> [Task]: Among the lines of the records, please find those that contain the word "InvalidData" and copy them.

──────── Provided records ────────

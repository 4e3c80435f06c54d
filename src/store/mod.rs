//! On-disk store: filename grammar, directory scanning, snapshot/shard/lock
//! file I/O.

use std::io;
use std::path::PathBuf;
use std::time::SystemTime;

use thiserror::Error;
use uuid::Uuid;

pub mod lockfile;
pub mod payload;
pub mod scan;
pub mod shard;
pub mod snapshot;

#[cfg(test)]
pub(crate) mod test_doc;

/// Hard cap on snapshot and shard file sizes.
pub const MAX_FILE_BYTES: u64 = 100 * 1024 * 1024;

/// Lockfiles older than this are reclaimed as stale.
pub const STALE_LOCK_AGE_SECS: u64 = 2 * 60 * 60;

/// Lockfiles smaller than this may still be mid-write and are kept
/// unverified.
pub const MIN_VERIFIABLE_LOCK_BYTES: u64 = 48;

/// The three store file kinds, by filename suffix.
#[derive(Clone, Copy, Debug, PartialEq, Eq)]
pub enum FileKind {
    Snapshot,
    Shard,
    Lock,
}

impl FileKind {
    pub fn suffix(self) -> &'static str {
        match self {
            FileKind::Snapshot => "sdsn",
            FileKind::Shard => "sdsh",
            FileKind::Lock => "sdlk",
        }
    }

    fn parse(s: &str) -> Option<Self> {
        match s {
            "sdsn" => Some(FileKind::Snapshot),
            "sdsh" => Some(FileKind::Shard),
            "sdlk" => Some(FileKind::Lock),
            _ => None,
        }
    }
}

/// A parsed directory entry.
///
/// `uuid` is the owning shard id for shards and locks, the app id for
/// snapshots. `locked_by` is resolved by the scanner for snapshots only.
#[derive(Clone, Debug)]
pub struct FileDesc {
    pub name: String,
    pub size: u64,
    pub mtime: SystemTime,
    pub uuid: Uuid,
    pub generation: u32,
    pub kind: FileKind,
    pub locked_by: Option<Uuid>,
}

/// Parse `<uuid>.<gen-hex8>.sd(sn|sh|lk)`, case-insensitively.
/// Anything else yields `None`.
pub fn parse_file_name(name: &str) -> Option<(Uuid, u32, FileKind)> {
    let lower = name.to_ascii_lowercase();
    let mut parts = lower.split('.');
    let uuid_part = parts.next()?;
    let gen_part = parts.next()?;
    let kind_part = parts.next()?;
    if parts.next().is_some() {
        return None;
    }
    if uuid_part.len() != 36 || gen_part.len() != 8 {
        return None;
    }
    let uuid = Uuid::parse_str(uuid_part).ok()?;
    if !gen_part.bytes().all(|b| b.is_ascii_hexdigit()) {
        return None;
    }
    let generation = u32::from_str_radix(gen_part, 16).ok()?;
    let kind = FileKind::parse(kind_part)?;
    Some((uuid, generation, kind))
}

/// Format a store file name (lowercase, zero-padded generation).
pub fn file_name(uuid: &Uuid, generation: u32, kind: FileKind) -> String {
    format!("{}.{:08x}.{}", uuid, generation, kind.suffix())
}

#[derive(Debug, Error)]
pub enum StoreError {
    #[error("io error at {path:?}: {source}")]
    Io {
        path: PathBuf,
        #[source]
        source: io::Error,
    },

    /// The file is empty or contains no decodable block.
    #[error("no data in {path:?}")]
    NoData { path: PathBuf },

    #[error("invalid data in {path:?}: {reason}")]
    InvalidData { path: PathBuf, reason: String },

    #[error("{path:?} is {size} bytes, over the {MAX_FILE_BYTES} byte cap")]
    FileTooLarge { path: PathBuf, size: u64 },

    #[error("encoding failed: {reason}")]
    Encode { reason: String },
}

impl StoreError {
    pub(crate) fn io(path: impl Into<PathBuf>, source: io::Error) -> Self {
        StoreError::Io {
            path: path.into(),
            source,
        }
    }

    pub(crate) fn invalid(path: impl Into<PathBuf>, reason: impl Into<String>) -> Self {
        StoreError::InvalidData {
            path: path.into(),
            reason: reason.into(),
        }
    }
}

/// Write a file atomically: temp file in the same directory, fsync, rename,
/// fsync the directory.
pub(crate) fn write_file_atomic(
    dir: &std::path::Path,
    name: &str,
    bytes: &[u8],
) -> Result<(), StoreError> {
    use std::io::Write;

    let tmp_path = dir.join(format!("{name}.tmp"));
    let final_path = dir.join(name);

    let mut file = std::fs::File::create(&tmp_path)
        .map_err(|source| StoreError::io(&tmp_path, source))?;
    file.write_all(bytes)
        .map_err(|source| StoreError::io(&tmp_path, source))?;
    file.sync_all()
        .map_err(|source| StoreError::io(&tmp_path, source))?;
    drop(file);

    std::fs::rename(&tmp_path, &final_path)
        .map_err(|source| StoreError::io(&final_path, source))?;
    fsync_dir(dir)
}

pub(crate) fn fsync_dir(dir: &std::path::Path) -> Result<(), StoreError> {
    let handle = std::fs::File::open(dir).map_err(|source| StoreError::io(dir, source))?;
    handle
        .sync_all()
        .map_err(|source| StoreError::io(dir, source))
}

────────
──────── Provided records ────────

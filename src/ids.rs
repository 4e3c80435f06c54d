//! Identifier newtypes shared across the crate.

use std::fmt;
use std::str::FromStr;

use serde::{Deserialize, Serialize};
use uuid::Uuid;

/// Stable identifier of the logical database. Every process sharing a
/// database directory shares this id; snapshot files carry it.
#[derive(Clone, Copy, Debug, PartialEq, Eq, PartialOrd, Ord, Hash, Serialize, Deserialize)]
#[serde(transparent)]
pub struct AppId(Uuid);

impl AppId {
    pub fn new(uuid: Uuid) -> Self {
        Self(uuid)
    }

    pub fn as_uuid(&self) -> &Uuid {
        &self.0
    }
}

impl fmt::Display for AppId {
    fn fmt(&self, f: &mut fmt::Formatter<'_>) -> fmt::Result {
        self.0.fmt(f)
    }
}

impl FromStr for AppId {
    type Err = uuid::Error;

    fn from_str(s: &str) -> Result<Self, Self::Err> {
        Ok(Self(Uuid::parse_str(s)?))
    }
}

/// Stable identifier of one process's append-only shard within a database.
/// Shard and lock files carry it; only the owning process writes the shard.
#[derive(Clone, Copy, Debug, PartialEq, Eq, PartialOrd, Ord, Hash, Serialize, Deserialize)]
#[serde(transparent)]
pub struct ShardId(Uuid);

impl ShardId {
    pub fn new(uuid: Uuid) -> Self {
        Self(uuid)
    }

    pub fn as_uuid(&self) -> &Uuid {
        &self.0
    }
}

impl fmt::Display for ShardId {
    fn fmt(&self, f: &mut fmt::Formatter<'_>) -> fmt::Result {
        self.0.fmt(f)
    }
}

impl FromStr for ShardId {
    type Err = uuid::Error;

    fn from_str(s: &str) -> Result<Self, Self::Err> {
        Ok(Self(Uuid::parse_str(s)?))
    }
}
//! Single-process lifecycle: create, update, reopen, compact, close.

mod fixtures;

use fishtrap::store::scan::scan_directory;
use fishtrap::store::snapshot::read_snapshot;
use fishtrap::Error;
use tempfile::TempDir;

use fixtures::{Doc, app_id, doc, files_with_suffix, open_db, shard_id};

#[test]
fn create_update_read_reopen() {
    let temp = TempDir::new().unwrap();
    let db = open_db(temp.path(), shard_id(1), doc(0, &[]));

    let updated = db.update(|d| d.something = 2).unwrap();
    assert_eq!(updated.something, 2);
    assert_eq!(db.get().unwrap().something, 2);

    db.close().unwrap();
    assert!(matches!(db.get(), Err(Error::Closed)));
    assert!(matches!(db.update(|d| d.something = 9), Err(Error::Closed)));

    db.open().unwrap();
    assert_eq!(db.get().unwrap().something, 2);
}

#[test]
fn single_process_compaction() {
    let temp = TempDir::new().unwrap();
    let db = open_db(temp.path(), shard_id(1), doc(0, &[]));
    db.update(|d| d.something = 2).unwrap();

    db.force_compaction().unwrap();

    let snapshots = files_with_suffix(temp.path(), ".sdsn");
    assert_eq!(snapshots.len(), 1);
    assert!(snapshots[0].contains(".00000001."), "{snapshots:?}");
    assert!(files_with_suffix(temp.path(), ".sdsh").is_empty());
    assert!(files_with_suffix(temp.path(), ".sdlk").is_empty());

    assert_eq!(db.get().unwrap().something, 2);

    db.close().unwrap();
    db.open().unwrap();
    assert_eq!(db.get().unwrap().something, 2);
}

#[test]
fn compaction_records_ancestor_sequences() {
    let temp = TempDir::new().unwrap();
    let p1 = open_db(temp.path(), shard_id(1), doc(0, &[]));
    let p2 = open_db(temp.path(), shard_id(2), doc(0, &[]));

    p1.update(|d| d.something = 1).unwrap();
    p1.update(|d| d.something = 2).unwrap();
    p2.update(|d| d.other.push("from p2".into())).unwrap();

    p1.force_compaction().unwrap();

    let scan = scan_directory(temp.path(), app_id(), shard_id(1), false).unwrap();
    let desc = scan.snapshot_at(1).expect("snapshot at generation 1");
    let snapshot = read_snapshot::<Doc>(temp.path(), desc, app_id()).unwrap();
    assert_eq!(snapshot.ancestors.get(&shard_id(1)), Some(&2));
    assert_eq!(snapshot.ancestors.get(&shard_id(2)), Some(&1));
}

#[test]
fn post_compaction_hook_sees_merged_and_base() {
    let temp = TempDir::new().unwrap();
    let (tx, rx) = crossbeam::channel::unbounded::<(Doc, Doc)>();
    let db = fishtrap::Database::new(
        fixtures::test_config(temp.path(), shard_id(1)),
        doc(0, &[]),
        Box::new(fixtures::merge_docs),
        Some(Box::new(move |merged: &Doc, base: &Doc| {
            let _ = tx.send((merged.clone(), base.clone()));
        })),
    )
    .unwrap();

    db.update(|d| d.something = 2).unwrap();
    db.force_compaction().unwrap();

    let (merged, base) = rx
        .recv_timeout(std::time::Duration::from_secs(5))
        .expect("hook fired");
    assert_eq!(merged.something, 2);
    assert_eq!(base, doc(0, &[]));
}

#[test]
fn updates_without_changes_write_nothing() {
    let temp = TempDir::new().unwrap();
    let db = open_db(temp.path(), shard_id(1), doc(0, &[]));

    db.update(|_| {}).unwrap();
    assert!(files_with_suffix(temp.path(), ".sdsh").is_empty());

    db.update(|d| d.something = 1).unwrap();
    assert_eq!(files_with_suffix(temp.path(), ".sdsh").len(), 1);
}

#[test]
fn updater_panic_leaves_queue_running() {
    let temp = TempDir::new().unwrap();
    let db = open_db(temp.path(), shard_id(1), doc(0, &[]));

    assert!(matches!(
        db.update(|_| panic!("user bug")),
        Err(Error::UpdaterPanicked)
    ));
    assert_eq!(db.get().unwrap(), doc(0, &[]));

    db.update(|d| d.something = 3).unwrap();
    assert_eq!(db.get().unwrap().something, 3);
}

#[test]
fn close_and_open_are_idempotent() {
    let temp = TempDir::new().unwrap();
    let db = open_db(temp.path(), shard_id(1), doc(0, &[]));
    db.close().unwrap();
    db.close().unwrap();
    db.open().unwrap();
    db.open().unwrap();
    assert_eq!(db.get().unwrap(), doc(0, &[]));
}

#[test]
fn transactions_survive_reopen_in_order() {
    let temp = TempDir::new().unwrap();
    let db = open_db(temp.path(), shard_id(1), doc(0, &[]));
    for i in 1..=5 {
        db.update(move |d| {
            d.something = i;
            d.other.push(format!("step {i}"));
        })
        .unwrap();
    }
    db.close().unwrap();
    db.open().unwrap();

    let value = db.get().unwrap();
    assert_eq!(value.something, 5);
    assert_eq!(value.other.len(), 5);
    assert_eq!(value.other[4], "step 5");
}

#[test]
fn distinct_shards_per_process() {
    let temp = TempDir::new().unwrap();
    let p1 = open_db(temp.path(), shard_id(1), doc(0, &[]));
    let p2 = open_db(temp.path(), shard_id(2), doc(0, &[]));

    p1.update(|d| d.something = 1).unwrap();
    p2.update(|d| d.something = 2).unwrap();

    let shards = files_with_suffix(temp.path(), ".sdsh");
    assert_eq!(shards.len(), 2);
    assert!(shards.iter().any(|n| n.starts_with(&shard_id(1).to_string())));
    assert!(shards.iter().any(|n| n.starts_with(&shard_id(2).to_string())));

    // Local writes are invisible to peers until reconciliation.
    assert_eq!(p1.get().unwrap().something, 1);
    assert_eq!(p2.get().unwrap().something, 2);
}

────────

> [Task response]:
    InvalidData { path: PathBuf, reason: String },
        StoreError::InvalidData {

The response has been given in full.